Glycine max; combining ability; oil yield; tolerance

AGRICULTURE, AGRIBUSINESS AND BIOTECHNOLOGY

Diallel among soybean genotypes with high oil content and resistance to sudden death syndrome

Inocencio Junior de OliveiraI, ^* * Author for correspondence: inocencio.oliveira@embrapa.br ; Natal Antonio Vello^II; Paulo de Melo Jorge Vieira^III; Philip Traldi Wyminersky^II

^IEmbrapa Amazônia Ocidental; Manaus - AM - Brasil

^IIEscola Superior de Agricultura Luiz de Queiroz; Universidade de São Paulo; Piracicaba - SP - Brasil

^IIIEmbrapa Meio-Norte; Teresina - PI - Brasil

ABSTRACT

The objective of this work was to use a partial diallel to evaluate the combining ability of 14 soybean genotypes and recommend superior combinations. Seven of the genotypes had high oil yield; other seven exhibited tolerance to sudden death syndrome and they generated 49 hybrids in a diallel cross without reciprocals. F₂plants of each cross and the parents were evaluated for the following traits: number of days to maturity (NDM), oil content in the seeds (OC), grain yield (GY) and oil yield (OY). The results indicated the existence of genetic variability in the parents and progeny for all the traits. The rank of the parents based on the means was similar to the rank based on general combining ability (GCA) for all the traits. The specific combining ability (SCA) and the GCA were significant for all the traits, with a predominance of additive effects. The parent with the highest GCA and mean for OC was the cultivar A 7002; on the other hand, the lowest values were found in PI 520733 and IAC 100. The crosses with the highest oil yields were those involving parent A 7002, except when it was crossed with IAC 100.

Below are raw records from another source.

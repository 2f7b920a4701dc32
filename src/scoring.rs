//! Scoring helpers for classifier selection.

use std::collections::BTreeSet;

use crate::types::Label;

/// Fraction of positions where `predicted` matches `truth`.
///
/// Empty inputs score 0.0 so a degenerate split never looks perfect.
pub fn accuracy(truth: &[Label], predicted: &[Label]) -> f64 {
    if truth.is_empty() || truth.len() != predicted.len() {
        return 0.0;
    }
    let hits = truth
        .iter()
        .zip(predicted)
        .filter(|(lhs, rhs)| lhs == rhs)
        .count();
    hits as f64 / truth.len() as f64
}

/// Rank-based area under the ROC curve over hard label predictions.
///
/// Counts concordant positive/negative pairs with half credit for score
/// ties, which reduces to the trapezoidal AUC when scores are the binary
/// predicted labels. Returns 0.0 when `truth` has fewer than two classes;
/// callers gate on [`distinct_labels`] before relying on this value.
pub fn auc(truth: &[Label], predicted: &[Label]) -> f64 {
    if truth.len() != predicted.len() {
        return 0.0;
    }
    let positive = match truth.iter().max() {
        Some(max) if distinct_labels(truth) >= 2 => *max,
        _ => return 0.0,
    };
    let mut concordant = 0.0_f64;
    let mut pairs = 0.0_f64;
    for (truth_a, score_a) in truth.iter().zip(predicted) {
        if *truth_a != positive {
            continue;
        }
        for (truth_b, score_b) in truth.iter().zip(predicted) {
            if *truth_b == positive {
                continue;
            }
            pairs += 1.0;
            if score_a > score_b {
                concordant += 1.0;
            } else if score_a == score_b {
                concordant += 0.5;
            }
        }
    }
    if pairs == 0.0 { 0.0 } else { concordant / pairs }
}

/// Number of distinct values in `labels`.
///
/// Drives the AUC-versus-accuracy fallback: a single-class held-out split
/// makes AUC undefined.
pub fn distinct_labels(labels: &[Label]) -> usize {
    labels.iter().copied().collect::<BTreeSet<Label>>().len()
}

Keywords:Glycine max, combining ability, oil yield, tolerance

INTRODUCTION

Soybean is the oilseed crop that occupies the largest area in the world and represents 60% of oilseed production (Sudaric et al. 2008). It is one of the main sources of vegetable oil. Brazil has the large diversity and yield of crops that can be used to produce vegetable oil, opening a unique opportunity for a new energy alternative, biofuels. Of the five top cultures with the huge potential for the production of biodiesel (oil palm, canola, castor bean, peanut and soybean), in the short term, soybean presents the best perspective, because it yields an average 0.6 t.ha^-1 of oil (in a four month period) and because it already has logistic, industrial, storage and distribution networks in place. Furthermore, another product extracted in the process of crushing the grain is the meal, the main source of protein for animal feed (Brieu and Parente 2009).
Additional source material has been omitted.